How long does posterolateral corner injury rehab take?

Mild injuries may improve over several weeks, while more significant injuries can take several months. After PLC reconstruction, return to sport often takes many months and should be based on strength, stability, hop testing, agility and confidence rather than time alone.

Is a posterolateral corner injury the same as an LCL injury?

No. The lateral collateral ligament, more accurately called the fibular collateral ligament, is one important part of the posterolateral corner, but the PLC also includes the popliteus tendon, popliteofibular ligament, capsule, biceps femoris region and other stabilising tissues. This is why a PLC injury can cause more complex instability than an isolated LCL sprain.

Can I walk with a posterolateral corner injury?

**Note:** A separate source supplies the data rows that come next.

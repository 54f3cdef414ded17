//! Lead Intake — conversational lead-capture service.

pub mod catalog;
pub mod config;
pub mod dialogue;
pub mod error;
pub mod lead;
pub mod scoring;
pub mod sinks;
pub mod store;
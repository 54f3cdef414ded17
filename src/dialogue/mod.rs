//! Dialogue system — the multi-turn lead-capture conversation.
//!
//! A session walks a visitor through the fixed question sequence, validating
//! answers inline and re-asking on failure without advancing. The terminal
//! step scores the lead and hands it to the sinks.

pub mod engine;
pub mod routes;
pub mod session;
pub mod validate;

pub use engine::{DialogueEngine, EngineReply};
pub use routes::{AppState, ChatRequest, ChatResponse, chat_routes};
pub use session::{DEFAULT_SESSION_ID, Session, SessionStore, spawn_prune_task};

Some people can walk with a mild PLC injury, although they may have pain or feel unstable. More severe injuries may require crutches and a hinged brace. If walking causes giving way, sharp pain, worsening swelling or a feeling that the knee shifts, you should see a physiotherapist or doctor promptly.

Why is a missed PLC injury a problem?

A missed posterolateral corner injury can leave the knee unstable and may place extra strain on the ACL or PCL. In people who have ACL or PCL reconstruction, an untreated PLC injury can increase the risk of graft overload or failure. Physiotherapy assessment helps identify these stability problems early.

Can physiotherapy help after posterolateral corner surgery?

Yes. Physiotherapy is essential after PLC repair or reconstruction. Rehab helps protect the surgical repair, restore motion, rebuild quadriceps and hip strength, improve balance, retrain walking and guide return to running, work or sport.

When can I run after a PLC injury?

Running should usually wait until swelling is controlled, range of motion is restored, walking is normal, strength is adequate and there is no giving way. After surgery, running timelines depend on the surgeon’s protocol and associated injuries. A physiotherapist can use strength, control and impact tests to decide when running is appropriate.

Should I wear a brace for a posterolateral corner injury?

A brace may be recommended for moderate or severe PLC injuries, or after surgery, to reduce varus, twisting and hyperextension stress. The type of brace and duration should be guided by your physiotherapist, sports doctor or surgeon.

Can I return to football, rugby, skiing or netball after a PLC injury?

Many people can return to sport after appropriate management, but pivoting and contact sports require strong, stable and well-tested knees. Posterolateral corner injury rehab should include sport-specific strengthening, landing, agility, deceleration and contact preparation where relevant. Returning too early increases the risk of reinjury.